## WHAT YOU SHOULD DO
State how many lines in the listing below hold the string "updated"; nothing else is wanted.

## GIVEN DATA
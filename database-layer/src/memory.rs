//! Process-local store implementations
//!
//! Used by the `memory` storage backend and by tests. Semantics mirror the
//! PostgreSQL stores: ids are assigned on create, listings are ordered by
//! creation time, updates return the pre-update record.

use std::collections::{HashMap, HashSet};

use async_trait::async_trait;
use chrono::Utc;
use parking_lot::RwLock;
use uuid::Uuid;

use crate::analyzer_repository::AnalyzerStore;
use crate::error::DatabaseResult;
use crate::history_repository::HistoryStore;
use crate::models::{
    Analyzer, AnalyzerFilter, AnalyzerPatch, HistoryEntry, NewAnalyzer, NewHistoryEntry, Table,
};
use crate::table_repository::TableRegistry;

fn sort_by_creation(analyzers: &mut [Analyzer]) {
    analyzers.sort_by(|a, b| a.created_at.cmp(&b.created_at).then_with(|| a.id.cmp(&b.id)));
}

#[derive(Default)]
pub struct MemoryAnalyzerStore {
    analyzers: RwLock<HashMap<Uuid, Analyzer>>,
}

impl MemoryAnalyzerStore {
    pub fn new() -> Self {
        Self::default()
    }

    pub fn len(&self) -> usize {
        self.analyzers.read().len()
    }

    pub fn is_empty(&self) -> bool {
        self.analyzers.read().is_empty()
    }
}

#[async_trait]
impl AnalyzerStore for MemoryAnalyzerStore {
    async fn create(&self, analyzer: NewAnalyzer) -> DatabaseResult<Analyzer> {
        let record = analyzer.into_analyzer(Utc::now());
        self.analyzers.write().insert(record.id, record.clone());
        Ok(record)
    }

    async fn find_by_id(&self, id: Uuid) -> DatabaseResult<Option<Analyzer>> {
        Ok(self.analyzers.read().get(&id).cloned())
    }

    async fn find_by_ids(&self, ids: &[Uuid]) -> DatabaseResult<Vec<Analyzer>> {
        let analyzers = self.analyzers.read();
        let mut found: Vec<Analyzer> = analyzers
            .values()
            .filter(|analyzer| ids.contains(&analyzer.id))
            .cloned()
            .collect();
        sort_by_creation(&mut found);
        Ok(found)
    }

    async fn find_all(&self, filter: AnalyzerFilter) -> DatabaseResult<Vec<Analyzer>> {
        let mut found: Vec<Analyzer> = self
            .analyzers
            .read()
            .values()
            .filter(|analyzer| filter.matches(analyzer))
            .cloned()
            .collect();
        sort_by_creation(&mut found);
        Ok(found)
    }

    async fn update_by_id(&self, id: Uuid, patch: &AnalyzerPatch) -> DatabaseResult<Option<Analyzer>> {
        let mut analyzers = self.analyzers.write();
        let Some(current) = analyzers.get_mut(&id) else {
            return Ok(None);
        };

        let previous = current.clone();
        patch.apply_to(current, Utc::now());
        Ok(Some(previous))
    }

    async fn update_by_ids(&self, ids: &[Uuid], patch: &AnalyzerPatch) -> DatabaseResult<u64> {
        let now = Utc::now();
        let mut analyzers = self.analyzers.write();
        let mut updated = 0;

        // Each row is matched once however often its id is repeated
        let unique: HashSet<&Uuid> = ids.iter().collect();
        for id in unique {
            if let Some(current) = analyzers.get_mut(id) {
                patch.apply_to(current, now);
                updated += 1;
            }
        }

        Ok(updated)
    }

    async fn delete_by_id(&self, id: Uuid) -> DatabaseResult<Option<Analyzer>> {
        Ok(self.analyzers.write().remove(&id))
    }

    async fn is_healthy(&self) -> bool {
        true
    }
}

pub struct MemoryTableRegistry {
    tables: RwLock<Vec<Table>>,
}

impl MemoryTableRegistry {
    /// Registry seeded with one table per name
    pub fn with_tables(names: &[&str]) -> Self {
        Self {
            tables: RwLock::new(names.iter().map(|name| Table::new(*name)).collect()),
        }
    }

    pub fn insert(&self, table: Table) {
        self.tables.write().push(table);
    }
}

#[async_trait]
impl TableRegistry for MemoryTableRegistry {
    async fn find_by_name(&self, name: &str) -> DatabaseResult<Option<Table>> {
        Ok(self.tables.read().iter().find(|table| table.name == name).cloned())
    }
}

#[derive(Default)]
pub struct MemoryHistoryStore {
    entries: RwLock<Vec<HistoryEntry>>,
}

impl MemoryHistoryStore {
    pub fn new() -> Self {
        Self::default()
    }

    /// Every entry in append order
    pub fn entries(&self) -> Vec<HistoryEntry> {
        self.entries.read().clone()
    }
}

#[async_trait]
impl HistoryStore for MemoryHistoryStore {
    async fn append(&self, entry: NewHistoryEntry) -> DatabaseResult<HistoryEntry> {
        let entry = entry.into_entry();
        self.entries.write().push(entry.clone());
        Ok(entry)
    }

    async fn list_for_analyzer(&self, analyzer_id: Uuid) -> DatabaseResult<Vec<HistoryEntry>> {
        Ok(self
            .entries
            .read()
            .iter()
            .filter(|entry| entry.analyzer_id == analyzer_id)
            .cloned()
            .collect())
    }
}
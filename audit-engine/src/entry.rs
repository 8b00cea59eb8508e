// Audit entry types
use chrono::{DateTime, Utc};
use database_layer::NewHistoryEntry;
use serde::Serialize;
use uuid::Uuid;

use crate::error::Result;

/// Mutation kinds recorded in analyzer history
#[derive(Debug, Clone, Copy, PartialEq, Eq)]
pub enum HistoryAction {
    Create,
    Update,
    Delete,
}

impl HistoryAction {
    pub fn as_str(self) -> &'static str {
        match self {
            HistoryAction::Create => "Create analyzer",
            HistoryAction::Update => "Update analyzer",
            HistoryAction::Delete => "Delete analyzer",
        }
    }
}

impl std::fmt::Display for HistoryAction {
    fn fmt(&self, f: &mut std::fmt::Formatter<'_>) -> std::fmt::Result {
        f.write_str(self.as_str())
    }
}

/// History entry waiting for its table to be resolved
#[derive(Debug, Clone, PartialEq)]
pub struct PendingEntry {
    pub analyzer_id: Uuid,
    pub user_email: String,
    pub action: HistoryAction,
    pub timestamp: DateTime<Utc>,
    pub data: String,
    pub brief: Option<String>,
}

impl PendingEntry {
    /// Timestamped now, with an empty payload and no brief
    pub fn new(analyzer_id: Uuid, user_email: impl Into<String>, action: HistoryAction) -> Self {
        Self {
            analyzer_id,
            user_email: user_email.into(),
            action,
            timestamp: Utc::now(),
            data: "{}".to_string(),
            brief: None,
        }
    }

    /// Store `value` serialized as JSON
    ///
    /// # Errors
    ///
    /// Fails when `value` cannot be serialized.
    pub fn with_data<T: Serialize>(mut self, value: &T) -> Result<Self> {
        self.data = serde_json::to_string(value)?;
        Ok(self)
    }

    pub fn with_brief(mut self, brief: Option<String>) -> Self {
        self.brief = brief;
        self
    }

    pub fn into_history(self, table_id: Uuid) -> NewHistoryEntry {
        NewHistoryEntry {
            analyzer_id: self.analyzer_id,
            table_id,
            user_email: self.user_email,
            action: self.action.as_str().to_string(),
            timestamp: self.timestamp,
            data: self.data,
            brief: self.brief,
        }
    }
}
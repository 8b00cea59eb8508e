//! Middleware and extractors for request processing

pub mod auth_context;

pub use auth_context::{AuthContext, USER_EMAIL_HEADER};

use axum::{
    extract::Request,
    http::{header, HeaderName, HeaderValue, Method},
    middleware::Next,
    response::Response,
};
use std::time::{Duration, Instant};
use tower_http::cors::CorsLayer;

/// Request timing middleware
pub async fn request_timing_middleware(request: Request, next: Next) -> Response {
    let start = Instant::now();
    let method = request.method().clone();
    let uri = request.uri().clone();

    let response = next.run(request).await;

    let elapsed = start.elapsed();
    if elapsed > Duration::from_secs(1) {
        tracing::warn!(
            method = %method,
            uri = %uri,
            duration_ms = elapsed.as_millis(),
            "Slow request detected"
        );
    }

    tracing::info!(
        method = %method,
        uri = %uri,
        duration_ms = elapsed.as_millis(),
        status = response.status().as_u16(),
        "Request processed"
    );

    response
}

/// CORS layer for the lab front-ends
pub fn create_cors_layer() -> CorsLayer {
    CorsLayer::new()
        .allow_origin([
            HeaderValue::from_static("http://localhost:3000"),
            HeaderValue::from_static("https://localhost:3000"),
            HeaderValue::from_static("http://localhost:8080"),
            HeaderValue::from_static("http://127.0.0.1:3000"),
        ])
        .allow_methods([
            Method::GET,
            Method::POST,
            Method::PUT,
            Method::DELETE,
            Method::PATCH,
            Method::OPTIONS,
        ])
        .allow_headers([
            header::CONTENT_TYPE,
            header::ACCEPT,
            HeaderName::from_static(USER_EMAIL_HEADER),
        ])
        .max_age(Duration::from_secs(3600))
}
use database_layer::DatabaseError;
use thiserror::Error;

#[derive(Error, Debug)]
pub enum AuditError {
    #[error("History payload serialization failed: {0}")]
    SerializationError(#[from] serde_json::Error),

    #[error("Table '{0}' is not registered")]
    TableNotFound(String),

    #[error("History storage error: {0}")]
    StorageError(#[from] DatabaseError),

    #[error("History worker is not running")]
    QueueClosed,
}

pub type Result<T> = std::result::Result<T, AuditError>;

## PROBLEM SOLUTION
3